Start of MATERIAL SUPPLIED

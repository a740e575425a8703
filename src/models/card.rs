use serde::{Deserialize, Serialize};
use std::fmt::Display;

use crate::services::normalize::normalize_card_name;

/// Normalized card name used as the key for every corpus and metadata lookup
#[derive(Debug, Clone, PartialEq, Eq, Hash, PartialOrd, Ord, Serialize, Deserialize)]
#[serde(from = "String", into = "String")]
pub struct CardId(String);

impl CardId {
    /// Normalizes a raw card name into an identifier
    pub fn new(raw_name: &str) -> Self {
        Self(normalize_card_name(raw_name))
    }

    pub fn as_str(&self) -> &str {
        &self.0
    }
}

impl From<String> for CardId {
    fn from(raw_name: String) -> Self {
        Self::new(&raw_name)
    }
}

impl From<&str> for CardId {
    fn from(raw_name: &str) -> Self {
        Self::new(raw_name)
    }
}

impl From<CardId> for String {
    fn from(id: CardId) -> Self {
        id.0
    }
}

impl Display for CardId {
    fn fmt(&self, f: &mut std::fmt::Formatter<'_>) -> std::fmt::Result {
        write!(f, "{}", self.0)
    }
}

/// One of the five card colors
#[derive(Debug, Clone, Copy, PartialEq, Eq, Hash)]
pub enum Color {
    White,
    Blue,
    Black,
    Red,
    Green,
}

impl Color {
    /// All colors in WUBRG order
    pub const ALL: [Color; 5] = [
        Color::White,
        Color::Blue,
        Color::Black,
        Color::Red,
        Color::Green,
    ];

    pub fn letter(self) -> char {
        match self {
            Color::White => 'W',
            Color::Blue => 'U',
            Color::Black => 'B',
            Color::Red => 'R',
            Color::Green => 'G',
        }
    }

    pub fn from_letter(letter: char) -> Option<Self> {
        match letter.to_ascii_uppercase() {
            'W' => Some(Color::White),
            'U' => Some(Color::Blue),
            'B' => Some(Color::Black),
            'R' => Some(Color::Red),
            'G' => Some(Color::Green),
            _ => None,
        }
    }

    const fn bit(self) -> u8 {
        match self {
            Color::White => 1 << 0,
            Color::Blue => 1 << 1,
            Color::Black => 1 << 2,
            Color::Red => 1 << 3,
            Color::Green => 1 << 4,
        }
    }
}

/// Error returned when a color identity contains an unknown letter
#[derive(Debug, Clone, PartialEq, Eq, thiserror::Error)]
#[error("Invalid color letter: '{0}'")]
pub struct InvalidColor(pub char);

/// A color identity, stored as a five-bit set over WUBRG
#[derive(Debug, Clone, Copy, PartialEq, Eq, Hash, Default, PartialOrd, Ord)]
#[derive(Serialize, Deserialize)]
#[serde(try_from = "Vec<String>", into = "Vec<String>")]
pub struct ColorIdentity(u8);

impl ColorIdentity {
    pub const COLORLESS: Self = Self(0);
    pub const ALL: Self = Self(0b1_1111);

    /// Number of distinct identities (every subset of WUBRG)
    pub const COMBINATIONS: usize = 32;

    pub fn with(self, color: Color) -> Self {
        Self(self.0 | color.bit())
    }

    pub fn contains(self, color: Color) -> bool {
        self.0 & color.bit() != 0
    }

    /// Returns true if every color of `other` is also in this identity
    pub fn contains_all(self, other: ColorIdentity) -> bool {
        self.0 & other.0 == other.0
    }

    pub fn union(self, other: ColorIdentity) -> Self {
        Self(self.0 | other.0)
    }

    pub fn is_colorless(self) -> bool {
        self.0 == 0
    }

    /// Dense index in `0..COMBINATIONS`, usable as a table slot
    pub fn index(self) -> usize {
        self.0 as usize
    }

    pub fn from_index(index: usize) -> Self {
        Self((index as u8) & Self::ALL.0)
    }

    pub fn colors(self) -> impl Iterator<Item = Color> {
        Color::ALL.into_iter().filter(move |c| self.contains(*c))
    }

    /// Parses letters such as `"WUB"`; `C` (colorless) is accepted and adds nothing
    pub fn from_letters(letters: &str) -> Result<Self, InvalidColor> {
        letters
            .chars()
            .filter(|c| !c.is_whitespace())
            .try_fold(Self::COLORLESS, |identity, letter| {
                if letter.eq_ignore_ascii_case(&'c') {
                    return Ok(identity);
                }
                Color::from_letter(letter)
                    .map(|color| identity.with(color))
                    .ok_or(InvalidColor(letter))
            })
    }

    /// Parses a corpus bucket key (`"wub"`, `"Colorless"`).
    ///
    /// Bucket keys are matched one letter at a time; characters that are not
    /// color letters are ignored. `"colorless"` is deliberately special-cased
    /// to the empty identity so its "r" is not read as red.
    pub fn from_bucket_key(key: &str) -> Self {
        if key.trim().eq_ignore_ascii_case("colorless") {
            return Self::COLORLESS;
        }
        key.chars()
            .filter_map(Color::from_letter)
            .fold(Self::COLORLESS, ColorIdentity::with)
    }
}

impl Display for ColorIdentity {
    fn fmt(&self, f: &mut std::fmt::Formatter<'_>) -> std::fmt::Result {
        if self.is_colorless() {
            return write!(f, "C");
        }
        for color in self.colors() {
            write!(f, "{}", color.letter())?;
        }
        Ok(())
    }
}

impl TryFrom<Vec<String>> for ColorIdentity {
    type Error = InvalidColor;

    fn try_from(letters: Vec<String>) -> Result<Self, Self::Error> {
        letters.iter().try_fold(Self::COLORLESS, |identity, part| {
            Ok(identity.union(Self::from_letters(part)?))
        })
    }
}

impl From<ColorIdentity> for Vec<String> {
    fn from(identity: ColorIdentity) -> Self {
        identity.colors().map(|c| c.letter().to_string()).collect()
    }
}

/// Card attributes the engine needs from the card database
#[derive(Debug, Clone, Serialize, Deserialize, PartialEq)]
#[serde(rename_all = "camelCase")]
pub struct CardMetadata {
    #[serde(alias = "color_identity", default)]
    pub color_identity: ColorIdentity,
    #[serde(alias = "type_line")]
    pub type_line: String,
    #[serde(alias = "cmc", default)]
    pub mana_value: f64,
    #[serde(alias = "full_name")]
    pub display_name: String,
}

impl CardMetadata {
    /// A card is a land when its type line mentions "Land"
    pub fn is_land(&self) -> bool {
        self.type_line.contains("Land")
    }
}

End of MATERIAL SUPPLIED

PROBLEM STATEMENT: All lines of the entries above where "WUBRG" turns up should be reported.

OUTPUT BELOW:
    /// All colors in WUBRG order
/// A color identity, stored as a five-bit set over WUBRG
    /// Number of distinct identities (every subset of WUBRG)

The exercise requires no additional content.